Collection entries
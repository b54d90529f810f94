//! CLI command implementations

pub mod auth;
pub mod fork;
pub mod migrate;

pub use fork::ForkArgs;
pub use migrate::MigrateArgs;

use std::sync::Arc;

use gitmirror_core::{Config, Hub, RepoDescriptor, Secrets};
use gitmirror_github::GitHubHub;

/// Parse `url` and attach a GitHub hub when it is hosted on the configured domain
pub fn endpoint(
    url: &str,
    config: &Config,
    secrets: &Secrets,
) -> anyhow::Result<RepoDescriptor> {
    let repo = RepoDescriptor::parse(url)?;

    let on_github = repo
        .host()
        .is_some_and(|host| host.eq_ignore_ascii_case(&config.github.domain));

    if !on_github {
        tracing::debug!(url, "No hosting provider for endpoint");
        return Ok(repo);
    }

    let hub: Arc<dyn Hub> = Arc::new(GitHubHub::from_config(
        &config.github,
        secrets.github_account(),
        secrets.github_token(),
    ));
    Ok(repo.with_hub(hub))
}
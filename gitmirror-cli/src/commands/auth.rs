//! Transport credential flags

use std::path::PathBuf;

use anyhow::Context;
use clap::Args;
use gitmirror_core::{Credentials, Secrets};

/// How clone and push authenticate
#[derive(Args, Debug, Default)]
pub struct AuthArgs {
    /// SSH private key for clone and push
    #[arg(long, conflicts_with_all = ["default_ssh_key", "basic"])]
    pub ssh_key: Option<PathBuf>,

    /// Passphrase for the SSH key
    #[arg(long, env = "GITMIRROR_SSH_PASSPHRASE", hide_env_values = true)]
    pub passphrase: Option<String>,

    /// Use ~/.ssh/id_rsa when it exists
    #[arg(long, conflicts_with = "basic")]
    pub default_ssh_key: bool,

    /// Use the GitHub account and token over HTTPS
    #[arg(long)]
    pub basic: bool,
}

impl AuthArgs {
    /// Resolve the requested credentials
    ///
    /// Without flags, a key configured in the secrets file is used if present.
    pub fn credentials(&self, secrets: &Secrets) -> anyhow::Result<Option<Credentials>> {
        let passphrase = self
            .passphrase
            .as_deref()
            .or(secrets.ssh.passphrase.as_deref());

        if let Some(ref key) = self.ssh_key {
            return Ok(Some(Credentials::ssh_key_from_file(key, passphrase)?));
        }

        if self.default_ssh_key {
            return Ok(Credentials::default_ssh_key(passphrase));
        }

        if self.basic {
            let credentials = secrets.github_basic_credentials().context(
                "--basic needs a GitHub account and token (GITHUB_ACCOUNT/GITHUB_TOKEN or secrets file)",
            )?;
            return Ok(Some(credentials));
        }

        match secrets.ssh.key_path {
            Some(ref key) => Ok(Some(Credentials::ssh_key_from_file(key, passphrase)?)),
            None => Ok(None),
        }
    }
}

* REQUIRED WORK: Each line above that contains "endpoint" must be copied out.

* OUTPUT FOR THIS TASK:
pub fn endpoint(
        tracing::debug!(url, "No hosting provider for endpoint");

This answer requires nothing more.